My daughter belongs to a local gym. It costs about $15 for an hour long session of gymnastics. Shoving the living room couch aside, I had tried to teach her myself with a YouTube video, but it turns out there’s more involved in safely teaching a back handspring than can be gleaned from watching a video. Educating our children is expensive, but I knew if I wanted to keep both my daughter and my house in one piece, I needed to let the professionals handle it.
According to USA TODAY, the average, per-pupil, public school expenditure in 2010 was $10,259. Where I live, in Michigan, with all the after-the-fact cuts and last minute give-backs of recent years, we're spending somewhere near $7500 a kid for about 1260 classroom hours, which amounts to around $6 an hour, less than half the hourly cost of my daughter’s gymnastics classes. Membership in the public school system is such a deal!
My children, like their teachers, spend many hours at school above and beyond the seven hours of a typical school day, participating in an astonishing variety of activities—from sports, to fine arts, to academic tutoring—provided by their hard-working, devoted teachers. When you consider this value-added experience, our membership fee to belong to American public education is closer to five bucks an hour.
I just cut a check for piano lessons for my three kids. The going rate for these private education lessons? $24 an hour. My youngest, too old for group swim classes, needed some private lessons: $30 an hour. I am fortunate that our family is able to provide these experiences for our children, and, I am glad that families unable to afford private music, art, athletic experiences, or academic tutoring are able to send their children to public schools where we still offer these opportunities to everyone who walks in the door. What a deal! Not only do we at public schools provide academic instruction and enrichment, but we often feed and clothe and counsel. And as if that were not impressive enough, our schools provide special needs assistance in many forms, such as speech therapy, adaptive technology, and ESL instruction.
I am very proud to be a part of the public education club. At $6 an hour, most Americans can afford the membership fee, and the rest of us can chip in fairly painlessly to provide for those who can’t.
Like many families, when our children were small, we scraped together the money to send them to preschool for three mornings a week. (Then, as now, there was no public preschool available.) It was difficult financially, but we managed it, because we knew that early educational experiences were important to future success in school. I remember how thrilled I was when our youngest started public school, and we no longer had to struggle to find that extra grand or so a year to pay for preschool. Today, that preschool costs $1485 for the year, or about the same $6 an hour of our K-12 public schools. Why is it that many gladly pay to join preschool yet balk at the cost of our K-12 system?
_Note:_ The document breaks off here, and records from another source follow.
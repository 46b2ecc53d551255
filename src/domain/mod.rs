//! Outline tree model
//!
//! Pure in-memory data structure: no I/O, no config, no rendering.

pub mod arena;
pub mod error;
pub mod node;
pub mod restructure;
pub mod walk;

/// Stable handle of a node inside an [`Outline`].
pub type NodeId = generational_arena::Index;

pub use arena::Outline;
pub use error::{OutlineError, OutlineResult};
pub use node::{NodeData, OutlineNode};
pub use walk::DocumentOrder;
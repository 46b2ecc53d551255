use std::env;
use std::sync::Once;
use tracing::{debug, info};
use tracing_subscriber::{
    fmt::{self, format::FmtSpan},
    prelude::*,
    EnvFilter,
};

static TEST_SETUP: Once = Once::new();

/// Installs the test logging subscriber once per process.
///
/// Honors `RUST_LOG`; defaults to `outliner=debug` so refused edits show up.
pub fn init_test_setup() {
    TEST_SETUP.call_once(|| {
        setup_test_logging();
        info!("Test Setup complete");
    });
}

fn setup_test_logging() {
    let env_filter = EnvFilter::try_from_default_env().unwrap_or_else(|_| EnvFilter::new("outliner=debug"));

    let subscriber = tracing_subscriber::registry().with(
        fmt::layer()
            .with_test_writer()
            .with_target(true)
            .with_thread_names(false)
            .with_span_events(FmtSpan::CLOSE)
            .with_filter(env_filter),
    );

    // Only set if we haven't already set a global subscriber
    if tracing::dispatcher::has_been_set() {
        debug!("Tracing subscriber already set");
    } else if let Err(e) = subscriber.try_init() {
        eprintln!("Error: Failed to set up logging: {}", e);
    }
    if env::var("RUST_LOG").is_err() {
        debug!("RUST_LOG unset, using outliner=debug");
    }
}
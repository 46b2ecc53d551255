//! Structural edits: outdent, indent, sibling reordering and slot swaps.
//!
//! Every precondition is checked before the first link changes, so a refused
//! edit leaves the outline as it was.

use tracing::{debug, instrument};

use crate::domain::arena::Outline;
use crate::domain::error::{OutlineError, OutlineResult};
use crate::domain::node::{NodeData, OutlineNode};
use crate::domain::NodeId;

impl Outline {
    /// Parent of `id`, provided `id` is a head that has one.
    fn attached_head(&self, id: NodeId) -> OutlineResult<NodeId> {
        let node = self.ensure(id)?;
        if id == self.root {
            return Err(OutlineError::IsRoot);
        }
        if node.is_continuation() {
            debug!("{:?}: only works for non-continuation nodes", id);
            return Err(OutlineError::NotAHead(id));
        }
        match node.parent {
            Some(parent) => Ok(parent),
            None => {
                debug!("{:?}: node must have a parent", id);
                Err(OutlineError::Detached(id))
            }
        }
    }

    /// The node `subject` is outdented relative to: `parent` itself when it has
    /// a parent, otherwise the first member of `parent`'s chain that does.
    fn outdent_anchor(&self, parent: NodeId) -> Option<NodeId> {
        if self.node(parent).parent.is_some() {
            return Some(parent);
        }
        self.chain(parent)
            .into_iter()
            .find(|&member| self.node(member).parent.is_some())
    }

    /// Outdent: makes `subject` the next sibling of the heading it sits under.
    ///
    /// `subject` keeps its children and continuation chain.
    #[instrument(level = "debug", skip(self))]
    pub fn move_up_tree(&mut self, subject: NodeId) -> OutlineResult<()> {
        let parent = self.attached_head(subject)?;
        let Some(anchor) = self.outdent_anchor(parent) else {
            debug!("{:?}: couldn't find parent's parent", subject);
            return Err(OutlineError::AlreadyTopLevel(subject));
        };
        let new_parent = match self.node(anchor).parent {
            Some(p) => p,
            None => panic!("outdent anchor {anchor:?} lost its parent"),
        };

        self.unlink_child(parent, subject);
        let index = self.child_position(new_parent, anchor);
        self.node_mut(new_parent).children.insert(index + 1, subject);
        self.node_mut(subject).parent = Some(new_parent);
        Ok(())
    }

    /// Indent: makes `subject` the last child of the tail of its preceding
    /// sibling's continuation chain.
    #[instrument(level = "debug", skip(self))]
    pub fn move_down_tree(&mut self, subject: NodeId) -> OutlineResult<()> {
        let parent = self.attached_head(subject)?;
        let siblings = &self.node(parent).children;
        if siblings.len() == 1 {
            debug!("{:?}: must have at least one sibling", subject);
            return Err(OutlineError::OnlyChild(subject));
        }
        let index = self.child_position(parent, subject);
        if index == 0 {
            debug!("{:?}: can't indent from here, try moving up first", subject);
            return Err(OutlineError::NoPrecedingSibling(subject));
        }

        let prior = self.node(parent).children[index - 1];
        let new_parent = self.chain_tail(prior);
        self.node_mut(parent).children.remove(index);
        self.node_mut(new_parent).children.push(subject);
        self.node_mut(subject).parent = Some(new_parent);
        Ok(())
    }

    /// Moves `subject` one position earlier among its siblings.
    #[instrument(level = "debug", skip(self))]
    pub fn make_prev_sibling(&mut self, subject: NodeId) -> OutlineResult<()> {
        let parent = self.attached_head(subject)?;
        let index = self.child_position(parent, subject);
        if index == 0 {
            debug!("{:?}: node already at first index", subject);
            return Err(OutlineError::AlreadyFirst(subject));
        }
        self.node_mut(parent).children.swap(index - 1, index);
        Ok(())
    }

    /// Moves `subject` one position later among its siblings.
    #[instrument(level = "debug", skip(self))]
    pub fn make_next_sibling(&mut self, subject: NodeId) -> OutlineResult<()> {
        let parent = self.attached_head(subject)?;
        let index = self.child_position(parent, subject);
        if index + 1 == self.node(parent).children.len() {
            debug!("{:?}: node already at last index", subject);
            return Err(OutlineError::AlreadyLast(subject));
        }
        self.node_mut(parent).children.swap(index, index + 1);
        Ok(())
    }

    /// Exchanges the tree positions of `left` and `right`.
    ///
    /// A position is the parent slot plus the continuation neighbours; each
    /// node keeps its own children. Either node may be detached, in which case
    /// the other one ends up detached.
    #[instrument(level = "debug", skip(self))]
    pub fn swap(&mut self, left: NodeId, right: NodeId) -> OutlineResult<()> {
        self.ensure(left)?;
        self.ensure(right)?;
        if left == self.root || right == self.root {
            return Err(OutlineError::IsRoot);
        }
        if left == right {
            return Ok(());
        }
        if self.nested_under(left, right) {
            return Err(OutlineError::WouldCycle(left));
        }
        if self.nested_under(right, left) {
            return Err(OutlineError::WouldCycle(right));
        }

        let placeholder = self.arena.insert(OutlineNode::new(NodeData::default()));
        self.replace_with(left, placeholder);
        self.replace_with(right, left);
        self.replace_with(placeholder, right);
        self.arena.remove(placeholder);
        Ok(())
    }

    /// True if `id` sits inside the children of `ancestor` or of anything those
    /// children own. Reaching `ancestor` through its continuation successor does
    /// not count: that successor moves with the slot in a swap.
    fn nested_under(&self, ancestor: NodeId, id: NodeId) -> bool {
        let mut current = id;
        loop {
            let node = self.node(current);
            if node.parent == Some(ancestor) {
                return true;
            }
            match node.parent.or(node.prev_continuation) {
                Some(owner) if owner != ancestor => current = owner,
                _ => return false,
            }
        }
    }

    /// Puts `dst` where `src` is: parent slot and continuation neighbours.
    ///
    /// `src` keeps stale copies of its links; the caller overwrites them next.
    fn replace_with(&mut self, src: NodeId, dst: NodeId) {
        let (parent, next, prev) = {
            let node = self.node(src);
            (node.parent, node.next_continuation, node.prev_continuation)
        };

        let node = self.node_mut(dst);
        node.parent = parent;
        node.next_continuation = next;
        node.prev_continuation = prev;

        if let Some(next) = next {
            self.node_mut(next).prev_continuation = Some(dst);
        }
        if let Some(prev) = prev {
            self.node_mut(prev).next_continuation = Some(dst);
        }
        if let Some(parent) = parent {
            let index = self.child_position(parent, src);
            self.node_mut(parent).children[index] = dst;
        }
    }
}
//! Chime API crate - axum HTTP server, route handlers, SSE streaming.
//!
//! Accepts free-form commands over HTTP, exposes the active timers and
//! alarms, and streams fire notifications to subscribers.

pub mod error;
pub mod handlers;
pub mod routes;
pub mod state;

pub use error::ApiError;
pub use routes::{create_router, start_server};
pub use state::AppState;
use std::path::Path;

use serde::{Deserialize, Serialize};
use tracing::{info, warn};

use crate::error::{ChimeError, Result};

/// Top-level configuration for the Chime service.
///
/// Loaded from `~/.chime/config.toml` by default. Every section falls back
/// to its defaults when omitted.
#[derive(Debug, Clone, Default, Serialize, Deserialize)]
pub struct ChimeConfig {
    #[serde(default)]
    pub general: GeneralConfig,
    #[serde(default)]
    pub scheduler: SchedulerConfig,
    #[serde(default)]
    pub interpreter: InterpreterConfig,
    #[serde(default)]
    pub api: ApiConfig,
}

impl ChimeConfig {
    /// Load configuration from a TOML file.
    ///
    /// Returns an error if the file cannot be read, parsed, or validated.
    pub fn load(path: &Path) -> Result<Self> {
        let content = std::fs::read_to_string(path)?;
        let config: ChimeConfig = toml::from_str(&content)?;
        config.validate()?;
        info!("Configuration loaded from {}", path.display());
        Ok(config)
    }

    /// Load configuration from a TOML file, falling back to defaults if the
    /// file does not exist or cannot be parsed.
    pub fn load_or_default(path: &Path) -> Self {
        match Self::load(path) {
            Ok(config) => config,
            Err(e) => {
                warn!(
                    "Failed to load config from {}: {}. Using defaults.",
                    path.display(),
                    e
                );
                Self::default()
            }
        }
    }

    /// Save the current configuration to a TOML file.
    pub fn save(&self, path: &Path) -> Result<()> {
        if let Some(parent) = path.parent() {
            std::fs::create_dir_all(parent)?;
        }
        let content = toml::to_string_pretty(self)?;
        std::fs::write(path, content)?;
        info!("Configuration saved to {}", path.display());
        Ok(())
    }

    /// Reject values the scheduler cannot run with.
    pub fn validate(&self) -> Result<()> {
        if self.general.port == 0 {
            return Err(ChimeError::Config("general.port must be non-zero".to_string()));
        }
        if self.scheduler.timer_grace_secs == 0 || self.scheduler.alarm_grace_secs == 0 {
            return Err(ChimeError::Config(
                "scheduler grace windows must be at least one second".to_string(),
            ));
        }
        if self.scheduler.max_active_entries == 0 {
            return Err(ChimeError::Config(
                "scheduler.max_active_entries must be at least 1".to_string(),
            ));
        }
        if self.scheduler.sweep_interval_secs == 0 {
            return Err(ChimeError::Config(
                "scheduler.sweep_interval_secs must be at least 1".to_string(),
            ));
        }
        Ok(())
    }
}

/// General service settings.
#[derive(Debug, Clone, Serialize, Deserialize)]
#[serde(default)]
pub struct GeneralConfig {
    /// Log level: trace, debug, info, warn, error.
    pub log_level: String,
    /// Address the HTTP server binds to.
    pub host: String,
    /// HTTP server port.
    pub port: u16,
}

impl Default for GeneralConfig {
    fn default() -> Self {
        Self {
            log_level: "info".to_string(),
            host: "127.0.0.1".to_string(),
            port: 8001,
        }
    }
}

/// Scheduling engine settings.
#[derive(Debug, Clone, Serialize, Deserialize)]
#[serde(default)]
pub struct SchedulerConfig {
    /// How late a timer wake-up may run and still count as on time.
    pub timer_grace_secs: u64,
    /// How late an alarm wake-up may run and still count as on time.
    pub alarm_grace_secs: u64,
    /// Registrations beyond this many live entries are rejected.
    pub max_active_entries: usize,
    /// Period of the background stale-entry sweep.
    pub sweep_interval_secs: u64,
}

impl Default for SchedulerConfig {
    fn default() -> Self {
        Self {
            timer_grace_secs: 30,
            alarm_grace_secs: 60,
            max_active_entries: 1000,
            sweep_interval_secs: 60,
        }
    }
}

/// Command interpreter settings.
#[derive(Debug, Clone, Serialize, Deserialize)]
#[serde(default)]
pub struct InterpreterConfig {
    pub default_timer_name: String,
    pub default_alarm_name: String,
}

impl Default for InterpreterConfig {
    fn default() -> Self {
        Self {
            default_timer_name: "Timer".to_string(),
            default_alarm_name: "Alarm".to_string(),
        }
    }
}

/// HTTP transport settings.
#[derive(Debug, Clone, Serialize, Deserialize)]
#[serde(default)]
pub struct ApiConfig {
    /// Allowed CORS origins. `"*"` allows any origin.
    pub cors_origins: Vec<String>,
    /// Capacity of the fire-notification broadcast channel.
    pub event_buffer: usize,
}

impl Default for ApiConfig {
    fn default() -> Self {
        Self {
            cors_origins: vec!["*".to_string()],
            event_buffer: 256,
        }
    }
}

#[cfg(test)]
mod tests {
    use super::*;
    use std::io::Write;
    use tempfile::NamedTempFile;

    fn create_temp_config(content: &str) -> NamedTempFile {
        let mut file = NamedTempFile::new().unwrap();
        file.write_all(content.as_bytes()).unwrap();
        file
    }

    #[test]
    fn test_default_config() {
        let config = ChimeConfig::default();
        assert_eq!(config.general.log_level, "info");
        assert_eq!(config.general.host, "127.0.0.1");
        assert_eq!(config.general.port, 8001);
        assert_eq!(config.scheduler.timer_grace_secs, 30);
        assert_eq!(config.scheduler.alarm_grace_secs, 60);
        assert_eq!(config.scheduler.max_active_entries, 1000);
        assert_eq!(config.scheduler.sweep_interval_secs, 60);
        assert_eq!(config.interpreter.default_timer_name, "Timer");
        assert_eq!(config.interpreter.default_alarm_name, "Alarm");
        assert_eq!(config.api.cors_origins, vec!["*"]);
        assert_eq!(config.api.event_buffer, 256);
        assert!(config.validate().is_ok());
    }

    #[test]
    fn test_load_valid_config() {
        let content = r#"
[general]
log_level = "debug"
port = 9000

[scheduler]
timer_grace_secs = 10
max_active_entries = 5
"#;
        let file = create_temp_config(content);
        let config = ChimeConfig::load(file.path()).unwrap();
        assert_eq!(config.general.log_level, "debug");
        assert_eq!(config.general.port, 9000);
        // Unspecified fields keep their defaults.
        assert_eq!(config.general.host, "127.0.0.1");
        assert_eq!(config.scheduler.timer_grace_secs, 10);
        assert_eq!(config.scheduler.alarm_grace_secs, 60);
        assert_eq!(config.scheduler.max_active_entries, 5);
        assert_eq!(config.interpreter.default_alarm_name, "Alarm");
    }

    #[test]
    fn test_load_empty_file_gives_defaults() {
        let file = create_temp_config("");
        let config = ChimeConfig::load(file.path()).unwrap();
        assert_eq!(config.general.port, 8001);
        assert_eq!(config.scheduler.alarm_grace_secs, 60);
    }

    #[test]
    fn test_load_invalid_toml() {
        let file = create_temp_config("this is not [valid toml");
        let err = ChimeConfig::load(file.path()).unwrap_err();
        assert!(matches!(err, ChimeError::Config(_)));
    }

    #[test]
    fn test_load_rejects_zero_grace() {
        let file = create_temp_config("[scheduler]\ntimer_grace_secs = 0\n");
        let err = ChimeConfig::load(file.path()).unwrap_err();
        assert!(err.to_string().contains("grace"));
    }

    #[test]
    fn test_validate_rejects_zero_capacity_and_port() {
        let mut config = ChimeConfig::default();
        config.scheduler.max_active_entries = 0;
        assert!(config.validate().is_err());

        let mut config = ChimeConfig::default();
        config.general.port = 0;
        assert!(config.validate().is_err());

        let mut config = ChimeConfig::default();
        config.scheduler.sweep_interval_secs = 0;
        assert!(config.validate().is_err());
    }

    #[test]
    fn test_load_or_default_missing_file() {
        let config = ChimeConfig::load_or_default(Path::new("/does/not/exist/config.toml"));
        assert_eq!(config.general.port, 8001);
        assert_eq!(config.scheduler.timer_grace_secs, 30);
    }

    #[test]
    fn test_save_and_reload() {
        let dir = tempfile::tempdir().unwrap();
        let path = dir.path().join("nested").join("config.toml");

        let mut config = ChimeConfig::default();
        config.general.port = 8123;
        config.interpreter.default_timer_name = "Countdown".to_string();
        config.save(&path).unwrap();

        let loaded = ChimeConfig::load(&path).unwrap();
        assert_eq!(loaded.general.port, 8123);
        assert_eq!(loaded.interpreter.default_timer_name, "Countdown");
    }
}
//! Regex-based intent classification.
//!
//! Rules are evaluated in order and the first match wins. When no rule
//! matches, a keyword containment pass picks a coarser intent.

use std::sync::LazyLock;

use regex::Regex;

use crate::types::Intent;

/// A single compiled regex linked to an intent.
pub struct IntentRule {
    pub regex: Regex,
    pub intent: Intent,
}

static INTENT_RULES: LazyLock<Vec<IntentRule>> = LazyLock::new(|| {
    let rules: [(&str, Intent); 5] = [
        (
            r"(?i)\b(set|start|create|make)\s+(a\s+)?(timer|countdown)",
            Intent::SetTimer,
        ),
        (
            r"(?i)\b(set|create|make)\s+(an?\s+)?(alarm|wake)",
            Intent::SetAlarm,
        ),
        (r"(?i)\b(cancel|stop|delete|remove|clear)", Intent::Cancel),
        (
            r"(?i)\b(list|show|display|what|check)\s+(timer|alarm)",
            Intent::List,
        ),
        (r"(?i)\b(cancel|stop|clear)\s+(all|everything)", Intent::CancelAll),
    ];

    rules
        .into_iter()
        .map(|(pat, intent)| IntentRule {
            regex: Regex::new(pat).expect("Invalid intent regex"),
            intent,
        })
        .collect()
});

const KEYWORD_FALLBACKS: &[(&[&str], Intent)] = &[
    (&["timer", "countdown"], Intent::SetTimer),
    (&["alarm", "wake"], Intent::SetAlarm),
    (&["cancel", "stop", "clear"], Intent::Cancel),
    (&["list", "show", "what"], Intent::List),
];

/// Classify a command into one of the fixed intents.
pub fn classify_intent(text: &str) -> Intent {
    if let Some(rule) = INTENT_RULES.iter().find(|rule| rule.regex.is_match(text)) {
        return rule.intent;
    }

    let lowered = text.to_lowercase();
    KEYWORD_FALLBACKS
        .iter()
        .find(|(words, _)| words.iter().any(|w| lowered.contains(w)))
        .map(|(_, intent)| *intent)
        .unwrap_or(Intent::Unknown)
}

#[cfg(test)]
mod tests {
    use super::*;

    #[test]
    fn test_set_timer_rule() {
        assert_eq!(classify_intent("set a timer for 5 minutes"), Intent::SetTimer);
        assert_eq!(classify_intent("start countdown 10 min"), Intent::SetTimer);
        assert_eq!(classify_intent("Create a Timer called pasta"), Intent::SetTimer);
    }

    #[test]
    fn test_set_alarm_rule() {
        assert_eq!(classify_intent("set an alarm for 7 am"), Intent::SetAlarm);
        assert_eq!(classify_intent("make alarm at 19:30"), Intent::SetAlarm);
    }

    #[test]
    fn test_cancel_rule() {
        assert_eq!(classify_intent("cancel my timer"), Intent::Cancel);
        assert_eq!(classify_intent("please stop"), Intent::Cancel);
        // The general cancel rule comes before cancel_all.
        assert_eq!(classify_intent("cancel all"), Intent::Cancel);
    }

    #[test]
    fn test_list_rule() {
        assert_eq!(classify_intent("show timers"), Intent::List);
        assert_eq!(classify_intent("what alarms are set"), Intent::List);
    }

    #[test]
    fn test_rule_order_first_match_wins() {
        // Matches both set_timer and cancel; set_timer is earlier.
        assert_eq!(classify_intent("set a timer to stop the oven"), Intent::SetTimer);
    }

    #[test]
    fn test_keyword_fallbacks() {
        assert_eq!(classify_intent("5 minute timer please"), Intent::SetTimer);
        assert_eq!(classify_intent("wake me up at 7 am"), Intent::SetAlarm);
        assert_eq!(classify_intent("alarm at 6"), Intent::SetAlarm);
        assert_eq!(classify_intent("show me everything"), Intent::List);
        assert_eq!(classify_intent("what is running"), Intent::List);
    }

    #[test]
    fn test_unknown() {
        assert_eq!(classify_intent("hello there"), Intent::Unknown);
        assert_eq!(classify_intent(""), Intent::Unknown);
    }
}
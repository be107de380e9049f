//! Timer and alarm engine for Chime.
//!
//! Interprets free-form commands into typed actions, schedules one-shot
//! timers and alarms, and dispatches fire notifications to per-entry
//! listeners exactly once.

pub mod clock;
pub mod dispatch;
pub mod error;
pub mod intent;
pub mod interpreter;
pub mod scheduler;
pub mod types;

pub use clock::{Clock, ManualClock, SystemClock};
pub use dispatch::{listener_fn, FireListener, FireOutcome};
pub use error::{ListenerError, SchedulerError};
pub use interpreter::CommandInterpreter;
pub use scheduler::wakeup::{ManualWakeups, TokioWakeups, WakeupSubstrate};
pub use scheduler::Scheduler;
pub use types::{Action, Entry, EntrySnapshot, FireEvent, FireKind, Intent, RemainingTime};
//! Route handlers for all API endpoints.
//!
//! Each handler extracts the shared [`AppState`] and returns JSON or an
//! SSE stream. Errors go through [`ApiError`].

use std::convert::Infallible;
use std::time::Duration;

use axum::extract::{Path, State};
use axum::response::sse::{Event, KeepAlive, Sse};
use axum::Json;
use chime_core::types::EntryId;
use chime_engine::{Action, EntrySnapshot};
use chrono::{DateTime, Utc};
use serde::{Deserialize, Serialize};
use tokio_stream::wrappers::BroadcastStream;
use tokio_stream::StreamExt;
use tracing::{info, warn};

use crate::error::ApiError;
use crate::state::AppState;

// =============================================================================
// Request / response types
// =============================================================================

#[derive(Debug, Serialize, Deserialize)]
pub struct CommandRequest {
    pub command: String,
}

#[derive(Debug, Serialize, Deserialize)]
pub struct CommandResponse {
    /// Interpreted action name, e.g. "set_timer".
    pub action: String,
    pub message: String,
    #[serde(skip_serializing_if = "Option::is_none")]
    pub entry_id: Option<EntryId>,
    /// Active entries after the command ran.
    pub timers: Vec<EntrySnapshot>,
}

#[derive(Debug, Serialize, Deserialize)]
pub struct TimersResponse {
    pub timers: Vec<EntrySnapshot>,
}

#[derive(Debug, Serialize, Deserialize)]
pub struct CancelResponse {
    pub message: String,
    pub timer_id: EntryId,
}

#[derive(Debug, Serialize, Deserialize)]
pub struct CancelAllResponse {
    pub cancelled: usize,
}

#[derive(Debug, Serialize, Deserialize)]
pub struct HealthResponse {
    pub status: String,
    pub version: String,
    pub uptime_secs: u64,
    pub active_entries: usize,
    pub timestamp: DateTime<Utc>,
}

// =============================================================================
// Handlers
// =============================================================================

/// GET /health
pub async fn health(State(state): State<AppState>) -> Json<HealthResponse> {
    Json(HealthResponse {
        status: "healthy".to_string(),
        version: env!("CARGO_PKG_VERSION").to_string(),
        uptime_secs: state.start_time.elapsed().as_secs(),
        active_entries: state.scheduler.active_count(),
        timestamp: Utc::now(),
    })
}

/// POST /commands - interpret a text command and carry it out.
pub async fn process_command(
    State(state): State<AppState>,
    Json(req): Json<CommandRequest>,
) -> Result<Json<CommandResponse>, ApiError> {
    let text = req.command.trim();
    if text.is_empty() {
        return Err(ApiError::BadRequest("Empty command received".to_string()));
    }

    let action = state.interpreter.process_command(text);
    let mut message = action.describe();

    let entry_id = match &action {
        Action::SetTimer { duration, name } => {
            Some(state.scheduler.create_timer(*duration, name.clone(), state.fire_listener())?)
        }
        Action::SetAlarm { target_time, name } => Some(state.scheduler.create_alarm(
            target_time.with_timezone(&Utc),
            name.clone(),
            state.fire_listener(),
        )?),
        Action::CancelAll => {
            let count = state.scheduler.cancel_all();
            message = format!("Cancelled {} timer(s)", count);
            None
        }
        Action::ListTimers => None,
        Action::Unknown { reason } => {
            info!(command = %text, "Command not understood");
            return Err(ApiError::UnprocessableEntity(reason.clone()));
        }
    };

    Ok(Json(CommandResponse {
        action: action.name().to_string(),
        message,
        entry_id,
        timers: state.scheduler.list_active(),
    }))
}

/// GET /timers
pub async fn list_timers(State(state): State<AppState>) -> Json<TimersResponse> {
    Json(TimersResponse {
        timers: state.scheduler.list_active(),
    })
}

/// DELETE /timers/{id}
pub async fn cancel_timer(
    State(state): State<AppState>,
    Path(id): Path<String>,
) -> Result<Json<CancelResponse>, ApiError> {
    let id: EntryId = id
        .parse()
        .map_err(|_| ApiError::BadRequest(format!("Invalid timer id: {}", id)))?;

    if state.scheduler.cancel(id) {
        Ok(Json(CancelResponse {
            message: "Timer cancelled".to_string(),
            timer_id: id,
        }))
    } else {
        Err(ApiError::NotFound(
            "Timer not found or already completed".to_string(),
        ))
    }
}

/// DELETE /timers
pub async fn cancel_all(State(state): State<AppState>) -> Json<CancelAllResponse> {
    Json(CancelAllResponse {
        cancelled: state.scheduler.cancel_all(),
    })
}

/// GET /stream - SSE stream of fire notifications.
pub async fn stream(
    State(state): State<AppState>,
) -> Sse<impl tokio_stream::Stream<Item = Result<Event, Infallible>> + Send> {
    let rx = state.event_tx.subscribe();
    let stream = BroadcastStream::new(rx).filter_map(|result| match result {
        Ok(event) => {
            let data = serde_json::to_string(&event).unwrap_or_default();
            Some(Ok(Event::default().event(event.kind.to_string()).data(data)))
        }
        Err(e) => {
            warn!(error = %e, "SSE subscriber lagged");
            None
        }
    });

    Sse::new(stream).keep_alive(KeepAlive::new().interval(Duration::from_secs(15)))
}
Education is expensive. Just as gymnastics students need trained professionals and safe facilities, our school-age children need books and computers, counseling and tutoring, and top-notch, highly educated teachers. All this for six bucks an hour? What a deal! If it was offered on Groupon, we’d snap it up. I am proud to belong to the public school system both as a parent and as a public school educator for over twenty years. How about you?
What an interesting thought - so often people don't think about the cost of education and how much students are really getting out of the money that is put into public education
ReplyDeletefindingartinthemiddle.blogspot.com
Love it! When our taxes go up I say that's the cost of education okay I get it. . . but when our taxes go up and our education system gets worse. . . I don't get it. It's going to take a lot of genuine people looking at the situation honestly to change public education. . . although I agree it costs money to educate kids I still see some waste in the system. Color district newspapers but no paper for students, teachers cut while district PR people stay. . . I think tax payers will feel much better about funding a system that works at least in my part of the "woods" or city. I've been in the system for years and am proud to find real people to make change. We are working against Goliath though. I am not particularly proud to say I'm a public school teacher unless people know my individual work. As a whole I think we need to do better and money allocated needs to go where it belongs, hiring more teachers and less "stuff."